Breaking Surface, about two sisters' ill-fated winter diving trip in Norway, is the first movie to be filmed at a brand-new underwater studio that has opened in Belgium - a 9-meter deep pool specially built as a movie lot.
The studio includes a movable floor that means sets constructed on dry land can be lowered into the water. Poolside cranes lift in boats or other props, and staff are on hand to train actors.
"We have producers and filmmakers coming to us and saying: 'I have this scenario that's been lying in the closet for five years and I thought it wasn't possible to realize this project because it's too dangerous'," said Karen Jensen, co-founder of the LITES studio outside the Belgian capital Brussels.

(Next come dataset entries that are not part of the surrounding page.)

//! Format-level readers: PDF content streams and Word packages.

pub mod backend;
mod docx;
mod layout;
mod options;

pub use backend::{FormXObject, LopdfBackend, PageId, PdfBackend};
pub use docx::{DocxDocument, DocxTable};
pub use layout::{group_spans_into_blocks, sort_blocks, LayoutAnalyzer, TextBlock, TextLine, TextSpan};
pub use options::{ErrorMode, ParseOptions};
//! # unresume
//!
//! Résumé text extraction library for Rust.
//!
//! This library reads a résumé stored as PDF or Word, recovers its text in
//! reading order together with hyperlinks and email addresses, normalizes
//! the text, and packages everything as a JSON-serializable record.
//!
//! ## Quick Start
//!
//! ```no_run
//! use unresume::{parse_file, render};
//!
//! fn main() -> unresume::Result<()> {
//!     let result = parse_file("resume.pdf")?;
//!     println!("{} characters, {} links", result.length, result.links.len());
//!
//!     let json = render::to_json(&result.into(), render::JsonFormat::Pretty)?;
//!     println!("{}", json);
//!     Ok(())
//! }
//! ```
//!
//! ## Features
//!
//! - **Reading order**: PDF text blocks are sorted top-to-bottom, left-to-right
//! - **Links**: web and mail annotations from PDF pages
//! - **Emails**: harvested from the normalized text
//! - **Word tables**: rows flattened to `cell | cell` lines
//! - **Cleanup pipeline**: removes glyph artifacts and invisible characters

pub mod detect;
pub mod error;
pub mod extract;
pub mod model;
pub mod parser;
pub mod render;

// Re-export commonly used types
pub use detect::{detect_format_from_path, DocumentFormat};
pub use error::{Error, Result};
pub use extract::{DocumentExtractor, Extraction, ExtractorRegistry, PdfExtractor, WordExtractor};
pub use model::{ErrorResult, LinkSet, ParseOutput, ParseResult};
pub use parser::{ErrorMode, ParseOptions};
pub use render::{clean, harvest_emails, CleanupOptions, CleanupPipeline, JsonFormat};

use std::path::Path;

/// Parse a résumé with default options.
///
/// A missing path, a path that does not exist and an unsupported extension
/// are reported as errors. Failures while reading a supported document are
/// logged and yield an empty result.
///
/// # Example
///
/// ```no_run
/// use std::path::Path;
///
/// let result = unresume::parse(Some(Path::new("resume.docx"))).unwrap();
/// println!("{}", result.text);
/// ```
pub fn parse(path: Option<&Path>) -> Result<ParseResult> {
    parse_with_options(path, &ParseOptions::default())
}

/// Parse a résumé with custom options.
///
/// # Example
///
/// ```no_run
/// use std::path::Path;
/// use unresume::{parse_with_options, ParseOptions};
///
/// let options = ParseOptions::new().strict();
/// let result = parse_with_options(Some(Path::new("resume.pdf")), &options);
/// ```
pub fn parse_with_options(path: Option<&Path>, options: &ParseOptions) -> Result<ParseResult> {
    let registry = ExtractorRegistry::with_defaults();
    parse_with_registry(path, options, &registry)
}

/// Parse a résumé file with default options.
///
/// # Example
///
/// ```no_run
/// use unresume::parse_file;
///
/// let result = parse_file("resume.pdf").unwrap();
/// for email in &result.emails {
///     println!("{}", email);
/// }
/// ```
pub fn parse_file<P: AsRef<Path>>(path: P) -> Result<ParseResult> {
    parse(Some(path.as_ref()))
}

fn parse_with_registry(
    path: Option<&Path>,
    options: &ParseOptions,
    registry: &ExtractorRegistry,
) -> Result<ParseResult> {
    let path = path.ok_or(Error::NoInput)?;
    if !path.exists() {
        return Err(Error::FileNotFound(path.to_path_buf()));
    }
    let extractor = registry.resolve(path)?;
    log::debug!(
        "{}: {} document, using {} extractor",
        path.display(),
        detect_format_from_path(path),
        extractor.name()
    );

    let extraction = match extractor.extract(path) {
        Ok(extraction) => extraction,
        // Input errors are reported even in lenient mode.
        Err(e) if options.error_mode == ErrorMode::Lenient && !e.is_input_error() => {
            log::error!(
                "{} extraction failed for {}: {}",
                extractor.name(),
                path.display(),
                e
            );
            Extraction::default()
        }
        Err(e) => return Err(e),
    };

    let text = CleanupPipeline::new(options.cleanup.clone()).process(&extraction.text);
    let emails = harvest_emails(&text);
    log::debug!(
        "{}: {} characters, {} links, {} emails",
        path.display(),
        text.chars().count(),
        extraction.links.len(),
        emails.len()
    );

    Ok(ParseResult::new(text, extraction.links, emails))
}

/// Builder for parsing résumé documents.
///
/// # Example
///
/// ```no_run
/// use unresume::{CleanupOptions, Unresume};
///
/// let result = Unresume::new()
///     .strict()
///     .with_cleanup(CleanupOptions::standard())
///     .parse("resume.pdf")?;
/// println!("{}", result.text);
/// # Ok::<(), unresume::Error>(())
/// ```
pub struct Unresume {
    options: ParseOptions,
    registry: ExtractorRegistry,
}

impl Unresume {
    /// Create a new builder with default options and extractors.
    pub fn new() -> Self {
        Self {
            options: ParseOptions::default(),
            registry: ExtractorRegistry::with_defaults(),
        }
    }

    /// Report extraction failures as errors.
    pub fn strict(mut self) -> Self {
        self.options = self.options.strict();
        self
    }

    /// Degrade extraction failures to empty text (the default).
    pub fn lenient(mut self) -> Self {
        self.options = self.options.lenient();
        self
    }

    /// Set cleanup options.
    pub fn with_cleanup(mut self, cleanup: CleanupOptions) -> Self {
        self.options = self.options.with_cleanup(cleanup);
        self
    }

    /// Replace all parse options.
    pub fn with_options(mut self, options: ParseOptions) -> Self {
        self.options = options;
        self
    }

    /// Use a custom extractor registry.
    pub fn with_registry(mut self, registry: ExtractorRegistry) -> Self {
        self.registry = registry;
        self
    }

    /// Current parse options.
    pub fn options(&self) -> &ParseOptions {
        &self.options
    }

    /// Parse a résumé file.
    pub fn parse<P: AsRef<Path>>(&self, path: P) -> Result<ParseResult> {
        parse_with_registry(Some(path.as_ref()), &self.options, &self.registry)
    }

    /// Parse an optional path and fold any error into the output payload.
    pub fn parse_output(&self, path: Option<&Path>) -> ParseOutput {
        parse_with_registry(path, &self.options, &self.registry).into()
    }
}

impl Default for Unresume {
    fn default() -> Self {
        Self::new()
    }
}
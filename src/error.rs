//! Error types for unresume library.

use std::io;
use std::path::PathBuf;
use thiserror::Error;

/// Result type alias for unresume operations.
pub type Result<T> = std::result::Result<T, Error>;

/// Error types that can occur while extracting a résumé.
///
/// The first three variants are input errors: they stop the pipeline before
/// any document is opened. The rest come from extraction and are downgraded
/// to an empty extraction unless the caller asked for strict mode.
#[derive(Error, Debug)]
pub enum Error {
    /// No input path was supplied.
    #[error("No file path provided")]
    NoInput,

    /// The input path does not exist.
    #[error("File not found")]
    FileNotFound(PathBuf),

    /// The extension is not one of `.pdf`, `.doc`, `.docx`.
    #[error("Unsupported format: {0}")]
    UnsupportedFormat(String),

    /// I/O error when reading files.
    #[error("I/O error: {0}")]
    Io(#[from] io::Error),

    /// Error parsing PDF structure.
    #[error("PDF parsing error: {0}")]
    PdfParse(String),

    /// The PDF document is encrypted.
    #[error("Document is encrypted")]
    Encrypted,

    /// The Word package is missing a part or is otherwise malformed.
    #[error("Word document error: {0}")]
    Docx(String),

    /// Error reading the ZIP container of a Word package.
    #[error("Archive error: {0}")]
    Zip(#[from] zip::result::ZipError),

    /// Malformed WordprocessingML.
    #[error("XML error: {0}")]
    Xml(#[from] quick_xml::Error),

    /// Error during rendering (JSON).
    #[error("Rendering error: {0}")]
    Render(String),
}

impl Error {
    /// Whether this error was raised before extraction started.
    pub fn is_input_error(&self) -> bool {
        matches!(
            self,
            Error::NoInput | Error::FileNotFound(_) | Error::UnsupportedFormat(_)
        )
    }
}

impl From<lopdf::Error> for Error {
    fn from(err: lopdf::Error) -> Self {
        match err {
            lopdf::Error::IO(e) => Error::Io(e),
            lopdf::Error::Decryption(_) => Error::Encrypted,
            _ => Error::PdfParse(err.to_string()),
        }
    }
}
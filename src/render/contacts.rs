//! Contact metadata harvested from cleaned text.

use regex::Regex;
use std::collections::BTreeSet;
use std::sync::OnceLock;

fn email_regex() -> &'static Regex {
    static EMAIL: OnceLock<Regex> = OnceLock::new();
    EMAIL.get_or_init(|| Regex::new(r"[a-zA-Z0-9._%+-]+@[a-zA-Z0-9.-]+\.[a-zA-Z]{2,}").unwrap())
}

/// Collect the distinct email addresses found in `text`.
///
/// Deduplication is exact: `a@b.com` and `A@B.COM` are two entries.
///
/// # Example
///
/// ```
/// use unresume::render::harvest_emails;
///
/// let emails = harvest_emails("jane@example.com, jane@example.com");
/// assert_eq!(emails.len(), 1);
/// ```
pub fn harvest_emails(text: &str) -> BTreeSet<String> {
    email_regex()
        .find_iter(text)
        .map(|m| m.as_str().to_string())
        .collect()
}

"But here, it's possible to actually shoot it, in a safe way."
The movie studio has two "dry" stages in addition to the "water stage", which has wave and wind machines that can whip up a perfect storm for any film needing one.
As camera operators in full scuba gear descend to film some of the key scenes for Breaking Surface, director Heden is glad to be in the high-tech Belgian studio which he believes will become an important movie set for many others.
"It's quite fun to be the first production to shoot here and I'm looking forward to coming back in the future to see what else is going on here," he said. "Hopefully this place will be here for 100 years."